L’eau, fil invisible de notre souveraineté, appelle une doctrine semblable : réparer les réseaux pour traquer les fuites, déployer la réutilisation des eaux usées là où elle a du sens, renaturer les zones humides, désimperméabiliser les villes pour la fraîcheur, sanctuariser les nappes profondes. Les projets de stockage ne sauraient être présumés d’intérêt général : ils doivent démontrer nécessité, proportion et absence d’alternative au niveau du bassin versant.
Nos littoraux et nos montagnes commandent l’adaptation : cartographier finement le recul du trait de côte, relocaliser quand il le faut en accompagnant dignement, renforcer les protections là où elles sont efficaces ; adapter l’habitat de montagne aux aléas, sécuriser les voies et les réseaux. Dans l’outre‑mer, conjuguer résilience cyclonique, souveraineté hydrique et énergies locales ; faire de l’adaptation un moteur d’emplois non délocalisables.
Une ville, un département, une région, un pays, ne forment pas un conglomérat technocratique à la gestion comptable et déshumanisée. C’est un ensemble vivant, un écosystème organique où coexistent des destins, des envies, des rêves et des croyances. Nous avons la politique au cœur, c’est‑à‑dire l’intime conviction que seule une considération profonde pour le réel nous permettra de sortir par le haut des défis qui s’annoncent. C’est en agissant en cohérence, en constance et en responsabilité que nous serons à la hauteur de l’Histoire. Cela implique de revisiter en profondeur les structures systémiques qui freinent l’action publique et son déploiement coordonné sur l’ensemble du territoire de la Nation. Nous avons l’un des sols les plus riches, une diversité de paysages et de reliefs qui donnent à la France tous les atouts pour retrouver sa souveraineté et reprendre sa position de lumière et de guide. Notre cap 2027‑2032 tient en quatre verbes : réparer (réseaux, gares, centres‑bourgs), reconnecter (trains du quotidien, bus express, vélo sûr), reconvertir (friches, parkings, bâtiments vacants) et rééquilibrer (financements, plus‑values, efforts). Imaginons enfin l'écologie des distances justes.
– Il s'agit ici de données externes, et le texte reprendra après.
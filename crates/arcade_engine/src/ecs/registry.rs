//! Entity registry
//!
//! Owns every live entity in an arena of generational slots and keeps the
//! registration order in a separate live sequence. Update and draw passes walk
//! that sequence; the update pass uses a cursor so callbacks may add or destroy
//! entities (including the one being processed) without any entity being
//! skipped or processed twice:
//!
//! - entities appended during a pass are processed in the same pass
//! - destroying an entity at or before the cursor pulls the cursor back by one
//! - destroying an entity after the cursor leaves the cursor alone
//!
//! The same bookkeeping applies to each [`Group`] and its scan cursor.

use super::group::{Group, GroupId, GroupMask, MAX_GROUPS};
use super::EntityId;
use crate::foundation::collections::{DefaultKey, SlotMap};
use thiserror::Error;

/// Registry errors
#[derive(Error, Debug, Clone, PartialEq, Eq)]
pub enum RegistryError {
    /// Every group bit is already taken
    #[error("group capacity exhausted ({0} groups max)")]
    GroupCapacity(usize),
}

#[derive(Debug)]
struct Slot<T> {
    index: usize,
    groups: GroupMask,
    value: T,
}

/// Registry of live entities of payload type `T`
#[derive(Debug)]
pub struct Registry<T> {
    slots: SlotMap<DefaultKey, Slot<T>>,
    order: Vec<EntityId>,
    cursor: Option<usize>,
    groups: Vec<Group>,
}

impl<T> Default for Registry<T> {
    fn default() -> Self {
        Self::new()
    }
}

impl<T> Registry<T> {
    /// Create an empty registry
    pub fn new() -> Self {
        Self {
            slots: SlotMap::new(),
            order: Vec::new(),
            cursor: None,
            groups: Vec::new(),
        }
    }

    /// Register a new group
    pub fn register_group(&mut self, name: &'static str) -> Result<GroupId, RegistryError> {
        let index = self.groups.len();
        if index >= MAX_GROUPS {
            return Err(RegistryError::GroupCapacity(MAX_GROUPS));
        }
        self.groups.push(Group::new(name));
        // MAX_GROUPS fits in a u8
        Ok(GroupId(index as u8))
    }

    // ----- membership of the live sequence -----

    /// Append an entity to the live sequence
    pub fn add(&mut self, value: T) -> EntityId {
        let index = self.order.len();
        let key = self.slots.insert(Slot {
            index,
            groups: GroupMask::empty(),
            value,
        });
        let id = EntityId(key);
        self.order.push(id);
        id
    }

    /// Append an entity and make it a member of `group`
    pub fn add_to_group(&mut self, value: T, group: GroupId) -> EntityId {
        let id = self.add(value);
        self.join(id, group);
        id
    }

    /// Destroy an entity.
    ///
    /// Detaches it from every group it belongs to, then removes it from the
    /// live sequence. Returns `None` when the entity is already gone, so
    /// calling this twice is the same as calling it once.
    pub fn destroy(&mut self, id: EntityId) -> Option<T> {
        let slot = self.slots.remove(id.0)?;

        for (index, group) in self.groups.iter_mut().enumerate() {
            if slot.groups.intersects(GroupId(index as u8).mask()) {
                group.remove(id);
            }
        }

        let index = slot.index;
        debug_assert_eq!(self.order[index], id, "registry index out of sync");
        self.order.remove(index);
        for later in &self.order[index..] {
            if let Some(other) = self.slots.get_mut(later.0) {
                other.index -= 1;
            }
        }

        if let Some(cursor) = self.cursor.as_mut() {
            if index < *cursor {
                *cursor -= 1;
            }
        }

        Some(slot.value)
    }

    /// Destroy every entity and empty every group
    pub fn remove_all(&mut self) {
        for group in &mut self.groups {
            group.clear();
        }
        self.slots.clear();
        self.order.clear();
        if let Some(cursor) = self.cursor.as_mut() {
            *cursor = 0;
        }
    }

    /// Whether `id` refers to a live entity
    pub fn contains(&self, id: EntityId) -> bool {
        self.slots.contains_key(id.0)
    }

    /// Borrow a live entity
    pub fn get(&self, id: EntityId) -> Option<&T> {
        self.slots.get(id.0).map(|slot| &slot.value)
    }

    /// Mutably borrow a live entity
    pub fn get_mut(&mut self, id: EntityId) -> Option<&mut T> {
        self.slots.get_mut(id.0).map(|slot| &mut slot.value)
    }

    /// Position of `id` in the live sequence
    pub fn index_of(&self, id: EntityId) -> Option<usize> {
        self.slots.get(id.0).map(|slot| slot.index)
    }

    /// Number of live entities
    pub fn len(&self) -> usize {
        self.order.len()
    }

    /// Whether there are no live entities
    pub fn is_empty(&self) -> bool {
        self.order.is_empty()
    }

    /// Live entity ids in registration order
    pub fn ids(&self) -> impl Iterator<Item = EntityId> + '_ {
        self.order.iter().copied()
    }

    /// Live entities in registration order
    pub fn iter(&self) -> impl Iterator<Item = (EntityId, &T)> + '_ {
        self.order
            .iter()
            .filter_map(|id| self.slots.get(id.0).map(|slot| (*id, &slot.value)))
    }

    // ----- update / draw passes -----

    /// Start an update pass at the head of the live sequence
    pub fn begin_pass(&mut self) {
        self.cursor = Some(0);
    }

    /// Next entity to process in the current pass
    pub fn next_in_pass(&mut self) -> Option<EntityId> {
        let cursor = self.cursor.as_mut()?;
        let id = *self.order.get(*cursor)?;
        *cursor += 1;
        Some(id)
    }

    /// Finish the current update pass
    pub fn end_pass(&mut self) {
        self.cursor = None;
    }

    /// Run `update` once for every entity, in registration order.
    ///
    /// `update` receives the registry itself and may add or destroy entities.
    pub fn update_all<F>(&mut self, mut update: F)
    where
        F: FnMut(&mut Self, EntityId),
    {
        self.begin_pass();
        while let Some(id) = self.next_in_pass() {
            update(self, id);
        }
        self.end_pass();
    }

    /// Fallible variant of [`Registry::update_all`]; stops at the first error
    pub fn try_update_all<F, E>(&mut self, mut update: F) -> Result<(), E>
    where
        F: FnMut(&mut Self, EntityId) -> Result<(), E>,
    {
        self.begin_pass();
        while let Some(id) = self.next_in_pass() {
            if let Err(err) = update(self, id) {
                self.end_pass();
                return Err(err);
            }
        }
        self.end_pass();
        Ok(())
    }

    /// Single forward pass over live entities
    pub fn draw_all<F>(&self, mut draw: F)
    where
        F: FnMut(EntityId, &T),
    {
        for (id, value) in self.iter() {
            draw(id, value);
        }
    }

    // ----- groups -----

    /// Borrow a group
    pub fn group(&self, group: GroupId) -> Option<&Group> {
        self.groups.get(group.index())
    }

    /// Number of members in `group`
    pub fn group_len(&self, group: GroupId) -> usize {
        self.group(group).map_or(0, Group::len)
    }

    /// Members of `group` in insertion order
    pub fn group_members(&self, group: GroupId) -> &[EntityId] {
        self.group(group).map_or(&[], Group::members)
    }

    /// First member of `group`
    pub fn first_in_group(&self, group: GroupId) -> Option<EntityId> {
        self.group_members(group).first().copied()
    }

    /// Whether `id` is a member of `group`
    pub fn is_member(&self, id: EntityId, group: GroupId) -> bool {
        self.group(group).is_some_and(|g| g.contains(id))
    }

    /// Make a live entity a member of `group`
    pub fn join(&mut self, id: EntityId, group: GroupId) -> bool {
        let Some(slot) = self.slots.get_mut(id.0) else {
            return false;
        };
        let Some(target) = self.groups.get_mut(group.index()) else {
            log::warn!("join: unknown group {:?}", group);
            return false;
        };
        if target.insert(id) {
            slot.groups.insert(group.mask());
            true
        } else {
            false
        }
    }

    /// Remove an entity from `group` without destroying it
    pub fn leave(&mut self, id: EntityId, group: GroupId) -> bool {
        let Some(target) = self.groups.get_mut(group.index()) else {
            return false;
        };
        if !target.remove(id) {
            return false;
        }
        if let Some(slot) = self.slots.get_mut(id.0) {
            slot.groups.remove(group.mask());
        }
        true
    }

    /// Drop every membership record of `group`; members stay alive
    pub fn clear_group(&mut self, group: GroupId) {
        let Some(target) = self.groups.get_mut(group.index()) else {
            return;
        };
        for id in target.clear() {
            if let Some(slot) = self.slots.get_mut(id.0) {
                slot.groups.remove(group.mask());
            }
        }
    }

    /// Destroy every member of `group`, returning how many were destroyed
    pub fn destroy_group(&mut self, group: GroupId) -> usize {
        let members: Vec<EntityId> = self.group_members(group).to_vec();
        members
            .into_iter()
            .filter(|id| self.destroy(*id).is_some())
            .count()
    }

    /// Start a cursor scan of `group`
    pub fn group_begin(&mut self, group: GroupId) {
        if let Some(target) = self.groups.get_mut(group.index()) {
            target.begin();
        }
    }

    /// Next member of the running scan of `group`
    pub fn group_next(&mut self, group: GroupId) -> Option<EntityId> {
        self.groups.get_mut(group.index())?.advance()
    }

    /// Finish the scan of `group`
    pub fn group_end(&mut self, group: GroupId) {
        if let Some(target) = self.groups.get_mut(group.index()) {
            target.end();
        }
    }

    /// Visit every member of `group` with a cursor scan.
    ///
    /// `visit` may destroy the current member or any other entity.
    pub fn iterate_group<F>(&mut self, group: GroupId, mut visit: F)
    where
        F: FnMut(&mut Self, EntityId),
    {
        self.group_begin(group);
        while let Some(id) = self.group_next(group) {
            visit(self, id);
        }
        self.group_end(group);
    }
}
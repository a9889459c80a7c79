//! Phase, wave, score and lives
//!
//! ```text
//!   Menu --start--> Playing --player dies, lives left--> AwaitingRespawn
//!                     ^  |                                     |
//!                     |  +--last life lost, after delay--+     |
//!                     |                                  v     |
//!                     +----- delay elapsed and spawn ---- GameOver --hold--> Menu
//!                            point clear (from AwaitingRespawn)
//! ```
//!
//! Everything time-based goes through the session's scheduler as a
//! [`Command`]; this type only decides what to schedule and reacts when the
//! session reports what fired.

use crate::assets::sounds;
use crate::commands::Command;
use crate::config::{GameConfig, ScoringConfig, SpawningConfig};
use crate::error::GameError;
use crate::world::World;
use arcade_engine::audio::SoundQueue;
use arcade_engine::events::Scheduler;
use arcade_engine::physics::BoundingCircle;
use rand::Rng;

/// Top-level game phase
#[derive(Debug, Clone, Copy, PartialEq, Eq)]
pub enum GamePhase {
    /// Waiting for a start trigger
    Menu,
    /// A game is running with a live player
    Playing,
    /// The player died with lives left
    AwaitingRespawn {
        /// The respawn delay has elapsed; respawn once the spawn point is clear
        ready: bool,
    },
    /// Final score on screen
    GameOver,
}

impl GamePhase {
    /// A game is in progress (player alive or about to respawn)
    pub fn in_game(self) -> bool {
        matches!(self, Self::Playing | Self::AwaitingRespawn { .. })
    }
}

/// Progression state
#[derive(Debug, Clone)]
pub struct Progression {
    phase: GamePhase,
    wave: u32,
    lives: u32,
    score: u32,
    next_extra_life: u32,
    wave_pending: bool,
    ufo_pending: bool,
    game_over_pending: bool,
    deaths: u32,
}

impl Default for Progression {
    fn default() -> Self {
        Self::new()
    }
}

impl Progression {
    /// Fresh state in the menu
    pub fn new() -> Self {
        Self {
            phase: GamePhase::Menu,
            wave: 0,
            lives: 0,
            score: 0,
            next_extra_life: 0,
            wave_pending: false,
            ufo_pending: false,
            game_over_pending: false,
            deaths: 0,
        }
    }

    /// Current phase
    pub fn phase(&self) -> GamePhase {
        self.phase
    }

    /// Current wave number, starting at 1
    pub fn wave(&self) -> u32 {
        self.wave
    }

    /// Lives remaining
    pub fn lives(&self) -> u32 {
        self.lives
    }

    /// Current score
    pub fn score(&self) -> u32 {
        self.score
    }

    /// A wave spawn is scheduled but has not happened yet
    pub fn wave_pending(&self) -> bool {
        self.wave_pending
    }

    /// A UFO spawn is scheduled
    pub fn ufo_pending(&self) -> bool {
        self.ufo_pending
    }

    /// Start a new game: reset counters, spawn the player and queue wave one
    pub fn start(&mut self, world: &mut World, scheduler: &mut Scheduler<Command>, config: &GameConfig) {
        world.clear();
        scheduler.clear_all();

        *self = Self {
            phase: GamePhase::Playing,
            lives: config.gameplay.starting_lives,
            next_extra_life: config.scoring.extra_life_every,
            ..Self::new()
        };

        world.spawn_player(config.gameplay.spawn_point());
        log::info!("New game with {} lives", self.lives);
        self.next_wave(scheduler, &config.spawning);
    }

    /// Advance the wave counter and schedule its asteroids
    pub fn next_wave(&mut self, scheduler: &mut Scheduler<Command>, spawning: &SpawningConfig) {
        self.wave += 1;
        let count = spawning.wave_size(self.wave);
        scheduler.schedule(Command::SpawnWave { count }, spawning.wave_delay);
        self.wave_pending = true;
        log::info!("Wave {} scheduled: {} asteroids in {:.1}s", self.wave, count, spawning.wave_delay);
    }

    /// The scheduled wave has spawned
    pub fn wave_spawned(&mut self) {
        self.wave_pending = false;
    }

    /// Queue the next wave once asteroids and UFOs are all gone
    pub fn check_wave_cleared(
        &mut self,
        world: &World,
        scheduler: &mut Scheduler<Command>,
        spawning: &SpawningConfig,
    ) {
        if !self.phase.in_game() || self.wave_pending || self.game_over_pending {
            return;
        }
        if world.asteroid_count() == 0 && world.ufo_count() == 0 {
            log::debug!("Wave {} cleared", self.wave);
            self.next_wave(scheduler, spawning);
        }
    }

    /// React to the player ship being destroyed
    pub fn player_destroyed(
        &mut self,
        world: &mut World,
        scheduler: &mut Scheduler<Command>,
        config: &GameConfig,
    ) {
        self.lives = self.lives.saturating_sub(1);
        self.deaths += 1;

        if self.lives > 0 {
            log::info!("Player destroyed, {} lives left", self.lives);
            self.phase = GamePhase::AwaitingRespawn { ready: false };
            world.clear_ufos();
            scheduler.schedule(Command::RespawnReady, config.gameplay.respawn_delay);
        } else {
            log::info!("Last life lost");
            self.game_over_pending = true;
            scheduler.schedule(
                Command::GameOver { death: self.deaths },
                config.gameplay.game_over_delay,
            );
        }
    }

    /// Take back a pending game over once a bonus life has been earned after
    /// the last death. The player respawns as after any other death and the
    /// queued game over fires as a no-op. Returns whether it took effect.
    pub fn revive(
        &mut self,
        world: &mut World,
        scheduler: &mut Scheduler<Command>,
        config: &GameConfig,
    ) -> bool {
        if !self.game_over_pending || self.lives == 0 {
            return false;
        }
        log::info!("Bonus life after last death, {} lives", self.lives);
        self.game_over_pending = false;
        self.phase = GamePhase::AwaitingRespawn { ready: false };
        world.clear_ufos();
        scheduler.schedule(Command::RespawnReady, config.gameplay.respawn_delay);
        true
    }

    /// The respawn delay elapsed
    pub fn respawn_ready(&mut self) {
        if let GamePhase::AwaitingRespawn { ready } = &mut self.phase {
            *ready = true;
        }
    }

    /// Respawn the player if the delay has elapsed and no asteroid is within
    /// the safety radius of the spawn point. Returns whether it respawned.
    pub fn try_respawn(&mut self, world: &mut World, config: &GameConfig) -> bool {
        if self.phase != (GamePhase::AwaitingRespawn { ready: true }) {
            return false;
        }

        let spawn_point = config.gameplay.spawn_point();
        let zone = BoundingCircle::new(spawn_point, config.gameplay.spawn_safety_radius);
        if world.any_asteroid_within(&zone) {
            log::trace!("Respawn blocked, spawn point not clear");
            return false;
        }

        world.spawn_player(spawn_point);
        world.clear_ufos();
        self.phase = GamePhase::Playing;
        log::info!("Player respawned");
        true
    }

    /// Add points, awarding an extra life per threshold crossed
    pub fn award(&mut self, points: u32, scoring: &ScoringConfig, cues: &mut SoundQueue) {
        self.score = self.score.saturating_add(points);
        while scoring.extra_life_every > 0 && self.score >= self.next_extra_life {
            self.lives += 1;
            self.next_extra_life = self.next_extra_life.saturating_add(scoring.extra_life_every);
            cues.play(sounds::EXTRA_LIFE);
            log::info!("Extra life at {} points, {} lives", self.score, self.lives);
        }
    }

    /// Score an asteroid hit. Only player kills earn points.
    pub fn asteroid_destroyed(
        &mut self,
        tier: u8,
        by_player: bool,
        scoring: &ScoringConfig,
        cues: &mut SoundQueue,
    ) -> Result<(), GameError> {
        let points = usize::from(tier)
            .checked_sub(1)
            .and_then(|index| scoring.asteroid_points.get(index))
            .copied()
            .ok_or(GameError::InvalidAsteroidTier(tier))?;
        if by_player {
            self.award(points, scoring, cues);
        }
        Ok(())
    }

    /// Score a UFO kill. Only player kills earn points.
    pub fn ufo_destroyed(
        &mut self,
        small: bool,
        by_player: bool,
        scoring: &ScoringConfig,
        cues: &mut SoundQueue,
    ) {
        if by_player {
            let points = if small { scoring.small_ufo_points } else { scoring.big_ufo_points };
            self.award(points, scoring, cues);
        }
    }

    /// Schedule the next UFO if none is flying or pending and asteroids remain
    pub fn arm_ufo<R: Rng + ?Sized>(
        &mut self,
        world: &World,
        scheduler: &mut Scheduler<Command>,
        rng: &mut R,
        spawning: &SpawningConfig,
    ) {
        if self.phase != GamePhase::Playing || self.ufo_pending || self.game_over_pending {
            return;
        }
        if world.asteroid_count() == 0 || world.ufo_count() > 0 {
            return;
        }

        let range = if rng.gen_bool(spawning.ufo_common_chance) {
            spawning.ufo_delay_common
        } else {
            spawning.ufo_delay_rare
        };
        let delay = rng.gen_range(range.min..range.max);
        scheduler.schedule(Command::SpawnUfo, delay);
        self.ufo_pending = true;
        log::debug!("UFO armed in {:.1}s", delay);
    }

    /// The UFO timer fired. Returns whether a UFO should actually appear.
    pub fn ufo_spawn_due(&mut self) -> bool {
        self.ufo_pending = false;
        self.phase == GamePhase::Playing && !self.game_over_pending
    }

    /// Enter the game-over screen and schedule the return to the menu.
    ///
    /// `death` is the death the game over was queued for; anything else (or a
    /// game over taken back by [`Progression::revive`]) is ignored.
    pub fn enter_game_over(
        &mut self,
        death: u32,
        scheduler: &mut Scheduler<Command>,
        config: &GameConfig,
    ) -> bool {
        if !self.game_over_pending || death != self.deaths {
            log::trace!("Ignoring stale game over for death {}", death);
            return false;
        }
        self.phase = GamePhase::GameOver;
        self.game_over_pending = false;
        scheduler.schedule(Command::ReturnToMenu, config.gameplay.game_over_hold);
        log::info!("Game over: score {} on wave {}", self.score, self.wave);
        true
    }

    /// Drop every entity and timer and wait in the menu
    pub fn return_to_menu(&mut self, world: &mut World, scheduler: &mut Scheduler<Command>) {
        world.clear();
        scheduler.clear_all();
        self.phase = GamePhase::Menu;
        self.wave_pending = false;
        self.ufo_pending = false;
        self.game_over_pending = false;
        log::info!("Back to menu");
    }
}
Ainsi s’achèvent pour aujourd’hui mes méditations estivales ; aussi les terminerai‑je à nouveau par une citation de Julien Gracq dans laquelle nous voulons puiser l’espoir de la victoire : « Le rassurant de l’équilibre, c’est que rien ne bouge. Le vrai de l’équilibre, c’est qu’il suffit d’un souffle pour tout faire bouger. »
À nous d’être ce souffle : par la justice des distances, la dignité des lieux, la beauté des paysages et la paix des voisinages.